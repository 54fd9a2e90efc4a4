//! JWT claim structure for access tokens.

use serde::{Deserialize, Serialize};
use uuid::Uuid;

use crate::roles::{Role, RoleSet};

/// Claims embedded in every access token.
///
/// Roles travel with the token so route guards can authorize without a
/// database lookup.
#[derive(Debug, Clone, Serialize, Deserialize)]
pub struct Claims {
    /// User ID (subject claim)
    pub sub: String,
    pub email: String,
    pub roles: Vec<Role>,
    /// Expiration (Unix timestamp)
    pub exp: usize,
    /// Issued-at (Unix timestamp)
    pub iat: usize,
}

impl Claims {
    pub fn user_id(&self) -> Option<Uuid> {
        Uuid::parse_str(&self.sub).ok()
    }

    pub fn role_set(&self) -> RoleSet {
        self.roles.iter().copied().collect()
    }
}

#[cfg(test)]
mod tests {
    use super::*;

    #[test]
    fn test_claims_serialize_role_names() {
        let claims = Claims {
            sub: "user-id-123".to_string(),
            email: "test@example.com".to_string(),
            roles: vec![Role::Registrar],
            exp: 1234567890,
            iat: 1234567800,
        };
        let serialized = serde_json::to_string(&claims).unwrap();
        assert!(serialized.contains(r#""sub":"user-id-123""#));
        assert!(serialized.contains(r#""roles":["Registrar/Secretary"]"#));
    }

    #[test]
    fn test_claims_deserialize_synonyms() {
        let json = r#"{"sub":"user-id-456","email":"user@test.com","roles":["Secretary","DOS"],"exp":9999999999,"iat":9999999900}"#;
        let claims: Claims = serde_json::from_str(json).unwrap();
        assert_eq!(claims.roles, vec![Role::Registrar, Role::DirectorOfStudies]);
        assert!(claims.user_id().is_none());
    }

    #[test]
    fn test_role_set_from_claims() {
        let claims = Claims {
            sub: Uuid::new_v4().to_string(),
            email: "x@test.com".to_string(),
            roles: vec![Role::Teacher, Role::Teacher, Role::Dean],
            exp: 0,
            iat: 0,
        };
        assert_eq!(claims.role_set().names().len(), 2);
        assert!(claims.user_id().is_some());
    }
}
//! Middleware and extractors for authentication and role checks.
//!
//! - [`auth`]: the [`AuthUser`](auth::AuthUser) extractor and one guard
//!   extractor per functional area, built with `require_roles!`
//! - [`role`]: route layers and in-handler role checks
//!
//! Resource-dependent rules (gender scope, self scope, teaching scope) need
//! the resource itself and are applied in the services after these guards pass.
//!
//! # Example
//!
//! ```ignore
//! use crate::middleware::auth::RequireAccounting;
//!
//! async fn list_invoices(RequireAccounting(auth_user): RequireAccounting) -> impl IntoResponse {
//!     // Only Accountant, Headmaster and IT Support reach this point
//! }
//! ```

pub mod auth;
pub mod role;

_Exercise description_:
Having read the material, return all of it word for word.

_Written solution_:
repository 54fd9a2e90efc4a4
//! JWT claim structure for access tokens.

use serde::{Deserialize, Serialize};
use uuid::Uuid;

use crate::roles::{Role, RoleSet};

/// Claims embedded in every access token.
///
/// Roles travel with the token so route guards can authorize without a
/// database lookup.
#[derive(Debug, Clone, Serialize, Deserialize)]
pub struct Claims {
    /// User ID (subject claim)
    pub sub: String,
    pub email: String,
    pub roles: Vec<Role>,
    /// Expiration (Unix timestamp)
    pub exp: usize,
    /// Issued-at (Unix timestamp)
    pub iat: usize,
}

impl Claims {
    pub fn user_id(&self) -> Option<Uuid> {
        Uuid::parse_str(&self.sub).ok()
    }

    pub fn role_set(&self) -> RoleSet {
        self.roles.iter().copied().collect()
    }
}

#[cfg(test)]
mod tests {
    use super::*;

    #[test]
    fn test_claims_serialize_role_names() {
        let claims = Claims {
            sub: "user-id-123".to_string(),
            email: "test@example.com".to_string(),
            roles: vec![Role::Registrar],
            exp: 1234567890,
            iat: 1234567800,
        };
        let serialized = serde_json::to_string(&claims).unwrap();
        assert!(serialized.contains(r#""sub":"user-id-123""#));
        assert!(serialized.contains(r#""roles":["Registrar/Secretary"]"#));
    }

    #[test]
    fn test_claims_deserialize_synonyms() {
        let json = r#"{"sub":"user-id-456","email":"user@test.com","roles":["Secretary","DOS"],"exp":9999999999,"iat":9999999900}"#;
        let claims: Claims = serde_json::from_str(json).unwrap();
        assert_eq!(claims.roles, vec![Role::Registrar, Role::DirectorOfStudies]);
        assert!(claims.user_id().is_none());
    }

    #[test]
    fn test_role_set_from_claims() {
        let claims = Claims {
            sub: Uuid::new_v4().to_string(),
            email: "x@test.com".to_string(),
            roles: vec![Role::Teacher, Role::Teacher, Role::Dean],
            exp: 0,
            iat: 0,
        };
        assert_eq!(claims.role_set().names().len(), 2);
        assert!(claims.user_id().is_some());
    }
}
//! Middleware and extractors for authentication and role checks.
//!
//! - [`auth`]: the [`AuthUser`](auth::AuthUser) extractor and one guard
//!   extractor per functional area, built with `require_roles!`
//! - [`role`]: route layers and in-handler role checks
//!
//! Resource-dependent rules (gender scope, self scope, teaching scope) need
//! the resource itself and are applied in the services after these guards pass.
//!
//! # Example
//!
//! ```ignore
//! use crate::middleware::auth::RequireAccounting;
//!
//! async fn list_invoices(RequireAccounting(auth_user): RequireAccounting) -> impl IntoResponse {
//!     // Only Accountant, Headmaster and IT Support reach this point
//! }
//! ```

pub mod auth;
pub mod role;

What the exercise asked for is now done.